## AIM OF THE TASK
Within the records below, find each line with the word "NotFound" and copy it out.

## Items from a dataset
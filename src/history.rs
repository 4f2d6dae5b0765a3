use std::path::{Path, PathBuf};
use std::sync::Mutex;

use anyhow::Result;
use chrono::{DateTime, Utc};
use serde::{Deserialize, Serialize};
use tracing::{debug, warn};

use crate::error::Error;

/// Shown in place of a caption when a session ran without one.
pub const NO_CAPTION: &str = "no caption";

/// One persisted record of a completed slideshow session. Immutable once
/// appended. Field names match the wire format of the history slot.
#[derive(Debug, Clone, PartialEq, Eq, Serialize, Deserialize)]
pub struct HistoryEntry {
    pub text: String,
    pub quantity: u32,
    /// Epoch milliseconds at append time.
    pub timestamp: i64,
    #[serde(rename = "interactionNumber")]
    pub interaction_number: u32,
}

impl HistoryEntry {
    pub fn display_text(&self) -> &str {
        if self.text.is_empty() {
            NO_CAPTION
        } else {
            &self.text
        }
    }

    pub fn quantity_text(&self) -> String {
        let plural = if self.quantity == 1 { "" } else { "s" };
        format!("{} image{plural}", self.quantity)
    }

    pub fn created_at(&self) -> DateTime<Utc> {
        DateTime::from_timestamp_millis(self.timestamp).unwrap_or(DateTime::UNIX_EPOCH)
    }
}

/// A single named slot of opaque string storage backing the history list.
pub trait HistorySlot: Send + Sync {
    /// `Ok(None)` when the slot has never been written.
    fn read(&self) -> Result<Option<String>>;
    fn write(&self, payload: &str) -> Result<()>;
    fn clear(&self) -> Result<()>;
}

/// Production backend: one file on local disk.
#[derive(Debug)]
pub struct FileSlot {
    path: PathBuf,
}

impl FileSlot {
    pub fn new(path: impl Into<PathBuf>) -> Self {
        Self { path: path.into() }
    }
}

impl HistorySlot for FileSlot {
    fn read(&self) -> Result<Option<String>> {
        match std::fs::read_to_string(&self.path) {
            Ok(raw) => Ok(Some(raw)),
            Err(err) if err.kind() == std::io::ErrorKind::NotFound => Ok(None),
            Err(err) => Err(Error::Io(err).into()),
        }
    }

    fn write(&self, payload: &str) -> Result<()> {
        if let Some(parent) = self.path.parent()
            && !parent.as_os_str().is_empty()
        {
            std::fs::create_dir_all(parent).map_err(Error::Io)?;
        }
        std::fs::write(&self.path, payload).map_err(Error::Io)?;
        Ok(())
    }

    fn clear(&self) -> Result<()> {
        match std::fs::remove_file(&self.path) {
            Ok(()) => Ok(()),
            Err(err) if err.kind() == std::io::ErrorKind::NotFound => Ok(()),
            Err(err) => Err(Error::Io(err).into()),
        }
    }
}

/// Append-only, load-all log of past sessions, persisted as one serialized
/// array in the injected slot.
///
/// Appends are read-modify-write over the whole slot, so the store serializes
/// them behind a mutex; concurrent appenders never lose an entry and
/// sequence numbers stay dense.
pub struct HistoryStore {
    slot: Box<dyn HistorySlot>,
    lock: Mutex<()>,
}

impl HistoryStore {
    pub fn new(slot: Box<dyn HistorySlot>) -> Self {
        Self {
            slot,
            lock: Mutex::new(()),
        }
    }

    pub fn at_path(path: impl AsRef<Path>) -> Self {
        Self::new(Box::new(FileSlot::new(path.as_ref())))
    }

    /// Appends an immutable entry stamped with the current time and the next
    /// 1-based sequence number, then rewrites the whole slot.
    pub fn append(&self, caption: &str, image_count: u32) -> Result<HistoryEntry> {
        let _guard = self.lock.lock().unwrap_or_else(|poison| poison.into_inner());
        let mut entries = self.decode();
        let entry = HistoryEntry {
            text: caption.to_string(),
            quantity: image_count,
            timestamp: Utc::now().timestamp_millis(),
            interaction_number: entries.len() as u32 + 1,
        };
        entries.push(entry.clone());
        let payload = serde_json::to_string(&entries).map_err(Error::History)?;
        self.slot.write(&payload)?;
        debug!(
            interaction = entry.interaction_number,
            images = entry.quantity,
            "history entry appended"
        );
        Ok(entry)
    }

    /// All entries in insertion order. An unreadable or corrupt slot is
    /// treated as empty history, never as an error.
    pub fn get_all(&self) -> Vec<HistoryEntry> {
        let _guard = self.lock.lock().unwrap_or_else(|poison| poison.into_inner());
        self.decode()
    }

    pub fn clear(&self) -> Result<()> {
        let _guard = self.lock.lock().unwrap_or_else(|poison| poison.into_inner());
        self.slot.clear()
    }

    pub fn has_history(&self) -> bool {
        !self.get_all().is_empty()
    }

    pub fn total_interactions(&self) -> usize {
        self.get_all().len()
    }

    pub fn total_images_viewed(&self) -> u64 {
        self.get_all()
            .iter()
            .map(|entry| u64::from(entry.quantity))
            .sum()
    }

    fn decode(&self) -> Vec<HistoryEntry> {
        match self.slot.read() {
            Ok(Some(raw)) => serde_json::from_str(&raw).unwrap_or_else(|err| {
                warn!(error = %err, "history slot is corrupt; treating as empty");
                Vec::new()
            }),
            Ok(None) => Vec::new(),
            Err(err) => {
                warn!(error = %err, "history slot is unreadable; treating as empty");
                Vec::new()
            }
        }
    }
}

## PROBLEM SOLUTION
            Err(err) if err.kind() == std::io::ErrorKind::NotFound => Ok(None),
            Err(err) if err.kind() == std::io::ErrorKind::NotFound => Ok(()),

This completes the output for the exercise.